* _Task item_
Reproduce the records word for word, from the first line to the line containing "the chosen mode.".

* _Information_
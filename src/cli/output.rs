//! Output formatting for operator commands.
//!
//! Supports two modes: human-readable tables (default) and JSON (--json).

use chrono::{DateTime, Utc};
use serde::Serialize;
use tabled::{Table, Tabled};

use crate::domain::{Agent, Meeting};

/// Output mode for command results.
#[derive(Debug, Clone, Copy, PartialEq, Eq)]
pub enum OutputMode {
    Table,
    Json,
}

impl OutputMode {
    pub fn from_json_flag(json: bool) -> Self {
        if json {
            OutputMode::Json
        } else {
            OutputMode::Table
        }
    }
}

/// Print a vec of Tabled + Serialize items in the chosen mode.
pub fn print_items<T: Tabled + Serialize>(items: &[T], mode: OutputMode) -> anyhow::Result<()> {
    match mode {
        OutputMode::Table => {
            if items.is_empty() {
                println!("(no results)");
            } else {
                let table = Table::new(items).to_string();
                println!("{table}");
            }
        }
        OutputMode::Json => {
            let json = serde_json::to_string_pretty(items)?;
            println!("{json}");
        }
    }
    Ok(())
}

/// Print a single item as pretty JSON
pub fn print_item<T: Serialize>(item: &T) -> anyhow::Result<()> {
    println!("{}", serde_json::to_string_pretty(item)?);
    Ok(())
}

fn format_time(ts: Option<DateTime<Utc>>) -> String {
    ts.map(|t| t.format("%Y-%m-%d %H:%M:%S").to_string())
        .unwrap_or_else(|| "-".to_string())
}

#[derive(Debug, Serialize, Tabled)]
pub struct AgentRow {
    pub id: i64,
    pub name: String,
    pub os: String,
    pub ip: String,
    pub version: String,
    pub last_seen: String,
}

impl From<&Agent> for AgentRow {
    fn from(agent: &Agent) -> Self {
        Self {
            id: agent.id,
            name: agent.label(),
            os: agent.os_type.clone(),
            ip: agent.ip_address.clone().unwrap_or_else(|| "-".to_string()),
            version: agent.client_version.clone(),
            last_seen: format_time(agent.last_seen_at),
        }
    }
}

#[derive(Debug, Serialize, Tabled)]
pub struct MeetingRow {
    pub external_id: String,
    pub topic: String,
    pub start: String,
    pub status: String,
    pub created_by: String,
}

impl From<&Meeting> for MeetingRow {
    fn from(m: &Meeting) -> Self {
        Self {
            external_id: m.external_id.clone(),
            topic: m.topic.clone(),
            start: format_time(Some(m.start_time)),
            status: m.status.to_string(),
            created_by: m.created_by.clone(),
        }
    }
}

#[cfg(test)]
mod tests {
    use super::*;

    #[test]
    fn test_agent_row_uses_label_and_placeholders() {
        let agent = Agent {
            id: 2,
            display_name: None,
            base_url: "http://10.0.0.5:8765".to_string(),
            api_key: None,
            os_type: "macos".to_string(),
            hostname: Some("studio".to_string()),
            ip_address: None,
            client_version: "1.0.0".to_string(),
            created_at: Utc::now(),
            last_seen_at: None,
        };
        let row = AgentRow::from(&agent);
        assert_eq!(row.name, "studio");
        assert_eq!(row.ip, "-");
        assert_eq!(row.last_seen, "-");
    }
}
//! Operator surface: agents, commands, meetings and sync control.

use axum::{
    extract::{
        rejection::{JsonRejection, QueryRejection},
        Path, Query, State,
    },
    http::HeaderMap,
    Json,
};
use chrono::Utc;
use tracing::info;

use crate::api::{
    auth::ensure_admin_authorized,
    state::AppState,
    types::{
        AgentView, ApiResult, CreateMeetingRequest, CreateMeetingResponse, EnqueueRequest,
        EnqueueResponse, ExpireResponse, ListQuery, RecordingRequest, RecordingResponse,
        RenameRequest, StatusResponse, SyncResponse,
    },
};
use crate::domain::{Command, CommandStatus, Meeting, MeetingStatus, UpstreamMeeting};
use crate::dispatch::protocol::OkResponse;
use crate::error::RelayError;

const DEFAULT_LIST_LIMIT: i64 = 100;
const MAX_LIST_LIMIT: i64 = 1000;

fn list_limit(requested: Option<i64>) -> i64 {
    requested.unwrap_or(DEFAULT_LIST_LIMIT).clamp(1, MAX_LIST_LIMIT)
}

/// GET /admin/agents
pub async fn list_agents(
    State(state): State<AppState>,
    headers: HeaderMap,
) -> ApiResult<Vec<AgentView>> {
    ensure_admin_authorized(&state, &headers)?;
    let agents = state.dispatch.registry().list().await?;
    Ok(Json(agents.into_iter().map(AgentView::from).collect()))
}

/// PUT /admin/agents/:id/name
pub async fn rename_agent(
    State(state): State<AppState>,
    headers: HeaderMap,
    Path(agent_id): Path<i64>,
    body: Result<Json<RenameRequest>, JsonRejection>,
) -> ApiResult<OkResponse> {
    ensure_admin_authorized(&state, &headers)?;
    let Json(req) = body?;
    let name = req.display_name.trim();
    if name.is_empty() {
        return Err(RelayError::Validation("display_name cannot be empty".to_string()).into());
    }
    state.dispatch.registry().rename(agent_id, name).await?;
    Ok(Json(OkResponse::ok()))
}

/// POST /admin/commands
pub async fn enqueue_command(
    State(state): State<AppState>,
    headers: HeaderMap,
    body: Result<Json<EnqueueRequest>, JsonRejection>,
) -> ApiResult<EnqueueResponse> {
    ensure_admin_authorized(&state, &headers)?;
    let Json(req) = body?;
    let command_id = state
        .dispatch
        .enqueue(req.agent_id, req.action, &req.payload)
        .await?;
    Ok(Json(EnqueueResponse {
        ok: true,
        command_id,
    }))
}

/// GET /admin/commands/:id
pub async fn get_command(
    State(state): State<AppState>,
    headers: HeaderMap,
    Path(command_id): Path<i64>,
) -> ApiResult<Command> {
    ensure_admin_authorized(&state, &headers)?;
    Ok(Json(state.dispatch.queue().get(command_id).await?))
}

/// GET /admin/agents/:id/commands?status=&limit=
pub async fn list_agent_commands(
    State(state): State<AppState>,
    headers: HeaderMap,
    Path(agent_id): Path<i64>,
    query: Result<Query<ListQuery>, QueryRejection>,
) -> ApiResult<Vec<Command>> {
    ensure_admin_authorized(&state, &headers)?;
    let Query(query) = query?;
    let status = query
        .status
        .as_deref()
        .map(str::parse::<CommandStatus>)
        .transpose()
        .map_err(RelayError::Validation)?;

    state.dispatch.registry().get(agent_id).await?;
    let commands = state
        .dispatch
        .queue()
        .list_for_agent(agent_id, status, list_limit(query.limit))
        .await?;
    Ok(Json(commands))
}

/// POST /admin/agents/:id/recording
///
/// Enqueues every alternative action needed to reach the intent.
pub async fn recording_intent(
    State(state): State<AppState>,
    headers: HeaderMap,
    Path(agent_id): Path<i64>,
    body: Result<Json<RecordingRequest>, JsonRejection>,
) -> ApiResult<RecordingResponse> {
    ensure_admin_authorized(&state, &headers)?;
    let Json(req) = body?;
    let command_ids = state.dispatch.enqueue_recording(agent_id, req.intent).await?;
    Ok(Json(RecordingResponse {
        ok: true,
        command_ids,
    }))
}

/// GET /admin/meetings?status=&limit=
pub async fn list_meetings(
    State(state): State<AppState>,
    headers: HeaderMap,
    query: Result<Query<ListQuery>, QueryRejection>,
) -> ApiResult<Vec<Meeting>> {
    ensure_admin_authorized(&state, &headers)?;
    let Query(query) = query?;
    let status = query
        .status
        .as_deref()
        .map(str::parse::<MeetingStatus>)
        .transpose()
        .map_err(RelayError::Validation)?;

    let meetings = state
        .reconciler
        .meetings()
        .list(status, list_limit(query.limit))
        .await?;
    Ok(Json(meetings))
}

/// POST /admin/meetings
///
/// Direct-scheduling insert; the next reconciliation keeps the row.
pub async fn create_meeting(
    State(state): State<AppState>,
    headers: HeaderMap,
    body: Result<Json<CreateMeetingRequest>, JsonRejection>,
) -> ApiResult<CreateMeetingResponse> {
    ensure_admin_authorized(&state, &headers)?;
    let Json(req) = body?;
    if req.join_url.trim().is_empty() {
        return Err(RelayError::Validation("join_url is required".to_string()).into());
    }

    let meeting = UpstreamMeeting {
        external_id: req.external_id.trim().to_string(),
        topic: req
            .topic
            .filter(|t| !t.trim().is_empty())
            .unwrap_or_else(|| "(No topic)".to_string()),
        start_time: req.start_time,
        join_url: req.join_url.trim().to_string(),
    };
    let created_by = req.created_by.as_deref().unwrap_or("admin");
    let meeting_id = state.reconciler.record_local(&meeting, created_by).await?;

    Ok(Json(CreateMeetingResponse {
        ok: true,
        meeting_id,
    }))
}

/// POST /admin/sync
pub async fn sync_now(State(state): State<AppState>, headers: HeaderMap) -> ApiResult<SyncResponse> {
    ensure_admin_authorized(&state, &headers)?;
    let stats = state.reconciler.sync_now().await;
    info!(%stats, "Manual sync finished");
    Ok(Json(SyncResponse { ok: true, stats }))
}

/// POST /admin/expire
pub async fn expire_now(
    State(state): State<AppState>,
    headers: HeaderMap,
) -> ApiResult<ExpireResponse> {
    ensure_admin_authorized(&state, &headers)?;
    let expired = state.reconciler.expiry().expire(Utc::now()).await?;
    Ok(Json(ExpireResponse { ok: true, expired }))
}

/// GET /admin/status
pub async fn system_status(
    State(state): State<AppState>,
    headers: HeaderMap,
) -> ApiResult<StatusResponse> {
    ensure_admin_authorized(&state, &headers)?;
    let database_connected = state.store.ping().await;
    let agents = state.dispatch.registry().count().await.unwrap_or(0);
    state.links.purge_expired(Utc::now());

    Ok(Json(StatusResponse {
        ok: true,
        uptime_secs: state.uptime_seconds(),
        database_connected,
        agents,
        sweeper_failed_total: state.sweeper.total_failed(),
        live_links: state.links.len(),
        last_sync: state.reconciler.last_report().await,
    }))
}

* _Output below_
filename src/cli/output.rs
//! Output formatting for operator commands.
//!
//! Supports two modes: human-readable tables (default) and JSON (--json).

use chrono::{DateTime, Utc};
use serde::Serialize;
use tabled::{Table, Tabled};

use crate::domain::{Agent, Meeting};

/// Output mode for command results.
#[derive(Debug, Clone, Copy, PartialEq, Eq)]
pub enum OutputMode {
    Table,
    Json,
}

impl OutputMode {
    pub fn from_json_flag(json: bool) -> Self {
        if json {
            OutputMode::Json
        } else {
            OutputMode::Table
        }
    }
}

/// Print a vec of Tabled + Serialize items in the chosen mode.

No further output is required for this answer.